**Task goal**
Among the records that follow, find the line with "repository 85d2747cc931ebe3" and the line with "use wordbook::storage::WordStore;". Set down those lines and all lines between them exactly, without adding anything.

**Records shown**

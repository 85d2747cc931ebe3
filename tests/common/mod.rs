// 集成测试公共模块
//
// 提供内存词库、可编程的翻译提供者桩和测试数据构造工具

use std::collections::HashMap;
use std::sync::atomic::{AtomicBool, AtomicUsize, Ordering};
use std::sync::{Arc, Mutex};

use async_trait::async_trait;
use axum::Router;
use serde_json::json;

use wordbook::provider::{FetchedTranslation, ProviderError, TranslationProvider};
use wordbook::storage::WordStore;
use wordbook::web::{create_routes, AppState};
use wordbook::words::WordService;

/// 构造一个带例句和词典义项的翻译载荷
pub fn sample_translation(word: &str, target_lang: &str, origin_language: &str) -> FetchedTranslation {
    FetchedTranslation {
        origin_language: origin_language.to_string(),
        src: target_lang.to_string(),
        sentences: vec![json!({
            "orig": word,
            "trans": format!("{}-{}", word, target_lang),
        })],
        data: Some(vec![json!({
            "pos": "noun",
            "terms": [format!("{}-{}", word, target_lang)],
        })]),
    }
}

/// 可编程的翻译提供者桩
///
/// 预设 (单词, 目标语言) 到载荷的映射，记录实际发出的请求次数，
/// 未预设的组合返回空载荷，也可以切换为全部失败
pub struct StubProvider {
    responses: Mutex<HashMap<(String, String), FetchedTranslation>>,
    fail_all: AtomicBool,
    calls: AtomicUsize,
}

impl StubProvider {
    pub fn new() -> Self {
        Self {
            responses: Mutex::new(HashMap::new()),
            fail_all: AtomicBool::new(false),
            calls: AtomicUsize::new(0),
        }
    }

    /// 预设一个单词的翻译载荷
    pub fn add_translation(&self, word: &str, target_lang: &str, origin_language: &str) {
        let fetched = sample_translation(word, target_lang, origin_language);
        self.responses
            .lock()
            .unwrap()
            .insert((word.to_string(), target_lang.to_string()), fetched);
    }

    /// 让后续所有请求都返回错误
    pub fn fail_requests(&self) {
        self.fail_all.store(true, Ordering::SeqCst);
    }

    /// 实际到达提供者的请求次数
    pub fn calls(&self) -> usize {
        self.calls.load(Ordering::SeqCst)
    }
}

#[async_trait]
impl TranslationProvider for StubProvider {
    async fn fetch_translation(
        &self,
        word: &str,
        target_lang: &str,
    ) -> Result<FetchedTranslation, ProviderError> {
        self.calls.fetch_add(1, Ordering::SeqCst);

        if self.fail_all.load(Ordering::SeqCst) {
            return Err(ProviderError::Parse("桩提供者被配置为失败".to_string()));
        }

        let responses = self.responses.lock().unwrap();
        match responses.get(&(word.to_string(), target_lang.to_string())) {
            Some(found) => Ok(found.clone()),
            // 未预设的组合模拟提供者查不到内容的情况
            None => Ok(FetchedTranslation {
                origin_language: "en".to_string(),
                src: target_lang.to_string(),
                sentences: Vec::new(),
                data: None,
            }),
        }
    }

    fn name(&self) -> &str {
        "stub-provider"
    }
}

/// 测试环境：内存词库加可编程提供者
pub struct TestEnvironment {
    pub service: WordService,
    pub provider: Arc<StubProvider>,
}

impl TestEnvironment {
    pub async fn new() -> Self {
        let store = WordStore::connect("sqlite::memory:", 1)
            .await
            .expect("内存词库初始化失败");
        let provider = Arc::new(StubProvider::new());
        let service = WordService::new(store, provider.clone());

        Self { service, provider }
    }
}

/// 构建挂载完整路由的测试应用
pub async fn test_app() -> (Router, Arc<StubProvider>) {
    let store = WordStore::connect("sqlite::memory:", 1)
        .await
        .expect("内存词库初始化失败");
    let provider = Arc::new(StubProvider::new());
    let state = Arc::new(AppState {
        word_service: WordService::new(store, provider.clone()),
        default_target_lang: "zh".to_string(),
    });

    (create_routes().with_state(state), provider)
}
--
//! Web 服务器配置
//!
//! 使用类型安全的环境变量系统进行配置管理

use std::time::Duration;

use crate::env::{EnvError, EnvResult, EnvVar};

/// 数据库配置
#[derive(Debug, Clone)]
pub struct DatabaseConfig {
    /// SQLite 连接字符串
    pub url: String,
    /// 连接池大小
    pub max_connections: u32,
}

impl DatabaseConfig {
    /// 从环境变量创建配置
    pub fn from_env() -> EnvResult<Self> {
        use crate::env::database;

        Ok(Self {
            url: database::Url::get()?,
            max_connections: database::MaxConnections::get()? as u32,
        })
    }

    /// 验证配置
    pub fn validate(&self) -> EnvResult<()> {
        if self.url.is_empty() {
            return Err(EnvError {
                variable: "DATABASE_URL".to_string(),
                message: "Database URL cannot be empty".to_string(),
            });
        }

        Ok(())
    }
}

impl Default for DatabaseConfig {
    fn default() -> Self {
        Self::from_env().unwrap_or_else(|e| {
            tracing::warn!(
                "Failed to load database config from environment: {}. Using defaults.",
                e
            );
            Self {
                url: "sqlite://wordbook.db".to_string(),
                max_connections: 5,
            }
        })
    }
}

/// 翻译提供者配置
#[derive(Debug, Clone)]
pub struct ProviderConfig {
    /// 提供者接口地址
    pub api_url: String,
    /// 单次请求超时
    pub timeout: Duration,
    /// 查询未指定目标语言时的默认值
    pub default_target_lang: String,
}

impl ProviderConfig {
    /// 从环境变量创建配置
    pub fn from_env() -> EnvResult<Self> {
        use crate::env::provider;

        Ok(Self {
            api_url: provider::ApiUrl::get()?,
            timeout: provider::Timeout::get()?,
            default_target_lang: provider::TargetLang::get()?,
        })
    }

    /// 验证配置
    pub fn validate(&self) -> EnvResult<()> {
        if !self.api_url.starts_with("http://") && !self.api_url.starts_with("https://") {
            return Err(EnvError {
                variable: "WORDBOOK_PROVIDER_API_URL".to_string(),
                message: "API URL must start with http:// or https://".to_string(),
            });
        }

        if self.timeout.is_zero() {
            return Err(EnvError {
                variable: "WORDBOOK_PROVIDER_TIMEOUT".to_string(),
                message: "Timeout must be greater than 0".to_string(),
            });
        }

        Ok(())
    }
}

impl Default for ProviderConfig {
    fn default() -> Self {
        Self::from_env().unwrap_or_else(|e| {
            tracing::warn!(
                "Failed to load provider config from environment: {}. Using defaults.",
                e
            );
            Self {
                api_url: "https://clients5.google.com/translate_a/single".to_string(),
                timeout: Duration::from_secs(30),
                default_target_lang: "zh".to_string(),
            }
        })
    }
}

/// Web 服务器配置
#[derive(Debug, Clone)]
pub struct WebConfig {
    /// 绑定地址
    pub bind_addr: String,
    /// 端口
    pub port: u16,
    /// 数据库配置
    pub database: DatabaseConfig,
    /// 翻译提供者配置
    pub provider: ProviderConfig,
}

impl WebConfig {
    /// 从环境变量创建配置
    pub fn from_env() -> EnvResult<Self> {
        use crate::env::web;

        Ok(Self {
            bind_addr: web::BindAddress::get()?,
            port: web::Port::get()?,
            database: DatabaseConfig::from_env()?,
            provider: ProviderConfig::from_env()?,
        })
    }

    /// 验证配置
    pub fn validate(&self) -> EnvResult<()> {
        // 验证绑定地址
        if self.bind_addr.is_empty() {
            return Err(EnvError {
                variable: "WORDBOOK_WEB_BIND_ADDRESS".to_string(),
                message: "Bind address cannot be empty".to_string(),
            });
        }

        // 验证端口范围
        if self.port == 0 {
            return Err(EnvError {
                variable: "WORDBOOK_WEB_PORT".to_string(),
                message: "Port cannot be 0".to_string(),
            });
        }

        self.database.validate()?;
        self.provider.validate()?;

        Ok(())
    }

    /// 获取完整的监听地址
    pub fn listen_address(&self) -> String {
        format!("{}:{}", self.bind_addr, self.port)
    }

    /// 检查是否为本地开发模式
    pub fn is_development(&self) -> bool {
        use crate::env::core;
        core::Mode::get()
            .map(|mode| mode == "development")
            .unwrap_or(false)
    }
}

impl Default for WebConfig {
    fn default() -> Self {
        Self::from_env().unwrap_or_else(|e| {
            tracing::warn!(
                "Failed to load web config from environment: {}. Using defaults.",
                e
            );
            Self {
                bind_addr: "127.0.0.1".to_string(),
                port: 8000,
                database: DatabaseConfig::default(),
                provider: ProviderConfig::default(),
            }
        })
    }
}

**Result**
repository 85d2747cc931ebe3
filename tests/common/mod.rs
// 集成测试公共模块
//
// 提供内存词库、可编程的翻译提供者桩和测试数据构造工具

use std::collections::HashMap;
use std::sync::atomic::{AtomicBool, AtomicUsize, Ordering};
use std::sync::{Arc, Mutex};

use async_trait::async_trait;
use axum::Router;
use serde_json::json;

use wordbook::provider::{FetchedTranslation, ProviderError, TranslationProvider};
use wordbook::storage::WordStore;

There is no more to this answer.